Ты, конечно, понимаешь. В том состоянии, в котором я был, люди без воображения, то есть лишенные его поддержки и изысканий, обращаются к рекламным волшебникам, к хиромантам в маскарадных тюрбанах, промышляющим промеж магических дел крысиным ядом или розовой резиной, к жирным, смуглым гадалкам, — но особенно к спиритам, подделывающим неизвестную еще энергию под млечные черты призраков и глупо предметные их выступления. Но я воображением наделен, и потому у меня были две возможности: первая из них была моя работа, мое искусство, утешение моего искусства; вторая заключалась в том, чтобы вдруг взять да поверить, что довольно в сущности обыкновенный, несмотря на «пти же» бывалого ума, и даже чуть вульгарный человек вроде Фальтера действительно и окончательно узнал то, до чего ни один пророк, ни один волшебник никогда-никогда не мог додуматься.
Искусство мое? Ты помнишь, не правда ли, этого странного шведа, или датчанина, или исландца, черт его знает, — словом, этого длинного, оранжево-загорелого блондина с ресницами старой лошади, который рекомендовался мне «известным писателем» и заказал мне за гонорар, обрадовавший тебя (ты уже не вставала с постели и не могла говорить, но писала мне цветным мелком на грифельной дощечке смешные вещи вроде того, что больше всего в жизни ты любишь «стихи, полевые цветы и иностранные деньги»), заказал мне, говорю я, серию иллюстраций к поэме «Ultima Thule», которую он на своем языке только что написал. О том же, чтобы мне подробно ознакомиться с его манускриптом, не могло быть, конечно, речи, так как французский язык, на котором мы мучительно переговаривались, был ему знаком больше понаслышке, и перевести мне свои символы он не мог. Мне удалось понять только, что его герой — какой—то северный король, несчастный и нелюдимый; что в его государстве, в тумане моря, на грустном и далеком острове, развиваются какие-то политические интриги, убийства, мятежи, серая лошадь, потеряв всадника, летит в тумане по вереску… Моим первым blanc et noir[4] он остался доволен, и мы условились о темах остальных рисунков. Так как он не явился через неделю, как обещал, я к нему позвонил в гостиницу и узнал, что он отбыл в Америку.

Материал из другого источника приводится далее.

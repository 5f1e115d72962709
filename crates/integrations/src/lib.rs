//! Integration plumbing shared by automations.
//!
//! [`resolver`] turns an integration name into its settings mapping, either
//! from the orchestrator's config endpoint or not at all. The remaining
//! modules are the integrations automations talk to, each configured
//! through the resolver and each reporting failures as values.

pub mod cache;
pub mod config;
pub mod resolver;
pub mod virustotal;

pub use cache::{CacheStore, MemoryCache, RedisCache};
pub use config::IntegrationConfig;
pub use resolver::{
    get_orchestrator_config, ConfigSource, IntegrationConfigResolver, OrchestratorEndpoint,
    StaticConfigSource,
};
pub use virustotal::{ScanReport, ScanService, VirusTotalClient};
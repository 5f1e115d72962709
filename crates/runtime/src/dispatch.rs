//! Orchestrator-side automation dispatch.
//!
//! Spawns an automation process, pipes the execution context to its stdin
//! as JSON, captures stdout/stderr and enforces a timeout. The single
//! document the process leaves on stdout is validated as a result envelope
//! and can be folded back into the run context with [`merge_output`].

use std::os::unix::fs::PermissionsExt;
use std::path::{Path, PathBuf};
use std::process::Stdio;
use std::time::{Duration, Instant};

use autobridge_core::context::ContextMap;
use autobridge_core::{merge_envelope, Envelope, EnvelopeError};
use serde::{Deserialize, Serialize};
use serde_json::Value;
use tokio::io::{AsyncRead, AsyncReadExt, AsyncWriteExt};
use tokio::process::Command;

/// Maximum stdout or stderr size captured per stream (10 MiB).
///
/// Once a stream hits the cap its pipe is closed, so a process still
/// writing dies of SIGPIPE. The captured output is truncated and carries no
/// valid envelope.
const MAX_OUTPUT_BYTES: usize = 10 * 1024 * 1024;

/// Default wall-clock budget for one automation run.
pub const DEFAULT_TIMEOUT: Duration = Duration::from_secs(300);

/// Errors from dispatching an automation process.
#[derive(Debug, thiserror::Error)]
pub enum DispatchError {
    #[error("Automation not found: {0}")]
    NotFound(String),

    #[error("Permission denied: {0}")]
    PermissionDenied(String),

    #[error("Automation timed out after {elapsed_ms}ms")]
    Timeout { elapsed_ms: u64 },

    #[error("I/O error: {0}")]
    Io(#[from] std::io::Error),

    #[error("failed to encode execution context: {0}")]
    EncodeContext(serde_json::Error),

    #[error("Automation produced no result document (exit code {exit_code}): {stderr}")]
    MissingEnvelope { exit_code: i32, stderr: String },

    #[error("Automation output is not JSON: {0}")]
    MalformedOutput(serde_json::Error),

    #[error("Automation output is not a valid envelope: {0}")]
    InvalidEnvelope(#[from] EnvelopeError),
}

/// What an automation process is started with.
#[derive(Debug, Clone)]
pub struct AutomationInput {
    /// Execution context piped to stdin.
    pub context: Value,
    /// Additional environment variables for the child process.
    pub env_vars: Vec<(String, String)>,
    /// Working directory for the child (current dir if `None`).
    pub working_directory: Option<PathBuf>,
    /// Maximum wall-clock time before the process is killed.
    pub timeout: Duration,
}

impl AutomationInput {
    pub fn new(context: Value) -> Self {
        Self {
            context,
            env_vars: Vec::new(),
            working_directory: None,
            timeout: DEFAULT_TIMEOUT,
        }
    }

    pub fn env(mut self, key: impl Into<String>, value: impl Into<String>) -> Self {
        self.env_vars.push((key.into(), value.into()));
        self
    }

    pub fn working_directory(mut self, dir: impl Into<PathBuf>) -> Self {
        self.working_directory = Some(dir.into());
        self
    }

    pub fn timeout(mut self, timeout: Duration) -> Self {
        self.timeout = timeout;
        self
    }
}

/// Captured result of one automation process.
#[derive(Debug, Clone, Serialize, Deserialize)]
pub struct AutomationOutput {
    pub stdout: String,
    pub stderr: String,
    /// Process exit code (`-1` if killed by a signal).
    pub exit_code: i32,
    pub duration_ms: u64,
    /// Stdout validated as a result envelope, `None` if it is not one.
    pub envelope: Option<Envelope>,
}

impl AutomationOutput {
    /// The result envelope, or why stdout does not hold one.
    pub fn try_envelope(&self) -> Result<Envelope, DispatchError> {
        if let Some(envelope) = &self.envelope {
            return Ok(envelope.clone());
        }
        parse_envelope(&self.stdout).and_then(|parsed| {
            parsed.ok_or_else(|| DispatchError::MissingEnvelope {
                exit_code: self.exit_code,
                stderr: self.stderr.trim().to_string(),
            })
        })
    }
}

/// How an automation file is started.
#[derive(Debug, Clone, PartialEq, Eq)]
pub enum AutomationRuntime {
    /// Executed directly; must exist and be executable.
    Binary,
    /// Run by the given Python interpreter.
    Python { interpreter: PathBuf },
    /// Run by `bash`.
    Shell,
}

impl AutomationRuntime {
    /// Python from a virtual environment at `venv`.
    pub fn python_venv(venv: &Path) -> Self {
        Self::Python {
            interpreter: venv.join("bin").join("python"),
        }
    }

    /// Build the command that starts `path` under this runtime.
    pub async fn command(&self, path: &Path) -> Result<Command, DispatchError> {
        match self {
            Self::Binary => {
                let metadata = tokio::fs::metadata(path)
                    .await
                    .map_err(|_| DispatchError::NotFound(path.display().to_string()))?;
                let mode = metadata.permissions().mode();
                if mode & 0o111 == 0 {
                    return Err(DispatchError::PermissionDenied(format!(
                        "{} is not executable (mode {mode:#o})",
                        path.display()
                    )));
                }
                Ok(Command::new(path))
            }
            Self::Python { interpreter } => {
                let mut cmd = Command::new(interpreter);
                cmd.arg(path);
                Ok(cmd)
            }
            Self::Shell => {
                let mut cmd = Command::new("bash");
                cmd.arg(path);
                Ok(cmd)
            }
        }
    }

    /// Start `path` under this runtime with `input`.
    pub async fn run(
        &self,
        path: &Path,
        input: AutomationInput,
    ) -> Result<AutomationOutput, DispatchError> {
        let mut cmd = self.command(path).await?;
        run_automation(&mut cmd, input).await
    }
}

/// Spawn `cmd`, pipe the context in, capture output and enforce the
/// timeout.
///
/// A non-zero exit is not an error here; the output (and any envelope) is
/// returned either way.
pub async fn run_automation(
    cmd: &mut Command,
    input: AutomationInput,
) -> Result<AutomationOutput, DispatchError> {
    let payload = serde_json::to_vec(&input.context).map_err(DispatchError::EncodeContext)?;

    // `kill_on_drop` kills the child when it is dropped on timeout.
    cmd.stdin(Stdio::piped())
        .stdout(Stdio::piped())
        .stderr(Stdio::piped())
        .kill_on_drop(true);

    for (key, value) in &input.env_vars {
        cmd.env(key, value);
    }
    if let Some(dir) = &input.working_directory {
        cmd.current_dir(dir);
    }

    let start = Instant::now();
    let mut child = cmd.spawn()?;

    let stdout_task = tokio::spawn(read_stream(child.stdout.take()));
    let stderr_task = tokio::spawn(read_stream(child.stderr.take()));

    // Written from a task so a child that never reads stdin is still
    // bounded by the timeout below.
    if let Some(mut stdin) = child.stdin.take() {
        tokio::spawn(async move {
            let _ = stdin.write_all(&payload).await;
        });
    }

    match tokio::time::timeout(input.timeout, child.wait()).await {
        Ok(Ok(status)) => {
            let duration_ms = start.elapsed().as_millis() as u64;
            let stdout_bytes = stdout_task.await.unwrap_or_default();
            let stderr_bytes = stderr_task.await.unwrap_or_default();
            let stdout = String::from_utf8_lossy(&stdout_bytes).into_owned();
            let stderr = String::from_utf8_lossy(&stderr_bytes).into_owned();
            let exit_code = status.code().unwrap_or(-1);

            let envelope = match parse_envelope(&stdout) {
                Ok(envelope) => envelope,
                Err(e) => {
                    tracing::warn!(exit_code, error = %e, "Automation output rejected");
                    None
                }
            };

            tracing::debug!(exit_code, duration_ms, has_envelope = envelope.is_some(), "Automation finished");
            Ok(AutomationOutput {
                stdout,
                stderr,
                exit_code,
                duration_ms,
                envelope,
            })
        }
        Ok(Err(e)) => Err(DispatchError::Io(e)),
        Err(_elapsed) => {
            let elapsed_ms = start.elapsed().as_millis() as u64;
            tracing::warn!(elapsed_ms, "Automation timed out, killing");
            Err(DispatchError::Timeout { elapsed_ms })
        }
    }
}

/// Fold the run's envelope into `run_context`.
///
/// Returns the value previously stored under the envelope's key.
pub fn merge_output(
    run_context: &mut ContextMap,
    output: &AutomationOutput,
) -> Result<Option<Value>, DispatchError> {
    let envelope = output.try_envelope()?;
    Ok(merge_envelope(run_context, envelope))
}

/// `Ok(None)` for empty stdout; otherwise the parsed envelope or why it is
/// not one.
fn parse_envelope(stdout: &str) -> Result<Option<Envelope>, DispatchError> {
    let trimmed = stdout.trim();
    if trimmed.is_empty() {
        return Ok(None);
    }
    let value: Value = serde_json::from_str(trimmed).map_err(DispatchError::MalformedOutput)?;
    Ok(Some(Envelope::from_value(value)?))
}

async fn read_stream<R: AsyncRead + Unpin>(handle: Option<R>) -> Vec<u8> {
    let mut buf = Vec::new();
    if let Some(mut h) = handle {
        let _ = (&mut h)
            .take(MAX_OUTPUT_BYTES as u64)
            .read_to_end(&mut buf)
            .await;
    }
    buf
}

// ---------------------------------------------------------------------------
// Tests
// ---------------------------------------------------------------------------

#[cfg(test)]
mod tests {
    use assert_matches::assert_matches;
    use serde_json::json;

    use super::*;

    fn write_temp_script(body: &str) -> tempfile::NamedTempFile {
        use std::io::Write;
        let mut f = tempfile::Builder::new()
            .suffix(".sh")
            .tempfile()
            .expect("create temp file");
        writeln!(f, "#!/bin/bash").expect("write shebang");
        write!(f, "{body}").expect("write body");
        f
    }

    fn input(context: Value) -> AutomationInput {
        AutomationInput::new(context).timeout(Duration::from_secs(5))
    }

    async fn run_shell(body: &str, input: AutomationInput) -> Result<AutomationOutput, DispatchError> {
        let script = write_temp_script(body);
        AutomationRuntime::Shell.run(script.path(), input).await
    }

    #[tokio::test]
    async fn context_is_piped_to_stdin() {
        let output = run_shell("cat\n", input(json!({"urls": ["https://example.com"]})))
            .await
            .expect("run");
        assert_eq!(output.exit_code, 0);
        assert!(output.stdout.contains("https://example.com"));
        // Single key, but the body is an array.
        assert!(output.envelope.is_none());
    }

    #[tokio::test]
    async fn envelope_is_validated_and_merged() {
        let body = r#"echo '{"enrich": {"success": true, "score": 7}}'
echo "diagnostics" >&2
"#;
        let output = run_shell(body, input(json!({}))).await.expect("run");
        let envelope = output.envelope.clone().expect("envelope");
        assert_eq!(envelope.key(), "enrich");
        assert!(output.stderr.contains("diagnostics"));

        let mut run_context = ContextMap::new();
        run_context.insert("enrich".into(), json!("stale"));
        run_context.insert("other".into(), json!(1));

        let previous = merge_output(&mut run_context, &output).expect("merge");
        assert_eq!(previous, Some(json!("stale")));
        assert_eq!(
            Value::Object(run_context),
            json!({"enrich": {"success": true, "score": 7}, "other": 1})
        );
    }

    #[tokio::test]
    async fn invalid_envelopes_are_reported() {
        let output = run_shell(r#"echo '{"a": {"success": true}, "b": {}}'"#, input(json!({})))
            .await
            .expect("run");
        assert!(output.envelope.is_none());
        assert_matches!(
            merge_output(&mut ContextMap::new(), &output),
            Err(DispatchError::InvalidEnvelope(EnvelopeError::KeyCount(2)))
        );

        let output = run_shell("echo 'not json'\n", input(json!({}))).await.expect("run");
        assert_matches!(output.try_envelope(), Err(DispatchError::MalformedOutput(_)));

        let output = run_shell("echo boom >&2\nexit 3\n", input(json!({}))).await.expect("run");
        assert_eq!(output.exit_code, 3);
        assert_matches!(
            output.try_envelope(),
            Err(DispatchError::MissingEnvelope { exit_code: 3, ref stderr }) if stderr == "boom"
        );
    }

    #[tokio::test]
    async fn env_and_working_directory_are_applied() {
        let dir = tempfile::tempdir().expect("create temp dir");
        let body = r#"printf '{"envcheck": {"success": true, "var": "%s", "cwd": "%s"}}' "$CHECK_VAR" "$(pwd -P)""#;
        let output = run_shell(
            body,
            input(json!({}))
                .env("CHECK_VAR", "hello_world")
                .working_directory(dir.path()),
        )
        .await
        .expect("run");

        let envelope = output.envelope.expect("envelope");
        assert_eq!(envelope.get("var"), Some(&json!("hello_world")));
        let expected = dir.path().canonicalize().expect("canonicalize dir");
        assert_eq!(
            envelope.get("cwd").and_then(Value::as_str),
            expected.to_str()
        );
    }

    #[tokio::test]
    async fn oversized_output_is_truncated_without_envelope() {
        let body = "head -c 12000000 /dev/zero | tr '\\0' 'a'\n";
        let output = run_shell(body, input(json!({}))).await.expect("run");
        assert_eq!(output.stdout.len(), MAX_OUTPUT_BYTES);
        assert!(output.envelope.is_none());
        assert_matches!(output.try_envelope(), Err(DispatchError::MalformedOutput(_)));
    }

    #[tokio::test]
    async fn timeout_kills_the_process() {
        let result = run_shell(
            "sleep 60\n",
            AutomationInput::new(json!({})).timeout(Duration::from_millis(200)),
        )
        .await;
        assert_matches!(result, Err(DispatchError::Timeout { .. }));
    }

    #[tokio::test]
    async fn binary_must_exist_and_be_executable() {
        let result = AutomationRuntime::Binary
            .run(Path::new("/nonexistent/automation"), input(json!({})))
            .await;
        assert_matches!(result, Err(DispatchError::NotFound(_)));

        let f = tempfile::NamedTempFile::new().expect("create temp file");
        let result = AutomationRuntime::Binary.run(f.path(), input(json!({}))).await;
        assert_matches!(result, Err(DispatchError::PermissionDenied(_)));
    }

    #[test]
    fn python_venv_interpreter_path() {
        assert_eq!(
            AutomationRuntime::python_venv(Path::new("/opt/venv")),
            AutomationRuntime::Python {
                interpreter: PathBuf::from("/opt/venv/bin/python")
            }
        );
    }
}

Я от тебя тогда скрыл исчезновение работодателя, но рисунков не продолжал, да и ты уже была так больна, что не хотелось мне думать о моем золотом пере и кружевной туши. Но когда ты умерла, когда ранние утра и поздние вечера стали особенно невыносимы, я с жалкой болезненной охотой, сознавание которой вызывало у меня самого слезы, продолжал работу, за которой, я знал, никто не придет, но именно потому она мне казалась кстати, — ее призрачная беспредметная природа, отсутствие цели и вознаграждения, уводила меня в родственную область с той, в которой для меня пребываешь ты, моя призрачная цель, мое милое, мое такое милое земное творение, за которым никто никуда никогда не придет; а так как все отвлекало меня, подсовывая мне краску временности взамен графического узора вечности, муча меня твоими следами на пляже, камнями на пляже, твоей синей тенью на ужасном солнечном пляже, я решил вернуться в Париж, чтобы по-настоящему засесть за работу. «Ultima Thule», остров, родившийся в пустынном и тусклом море моей тоски по тебе, меня теперь привлекал, как некое отечество моих наименее выразимых мыслей.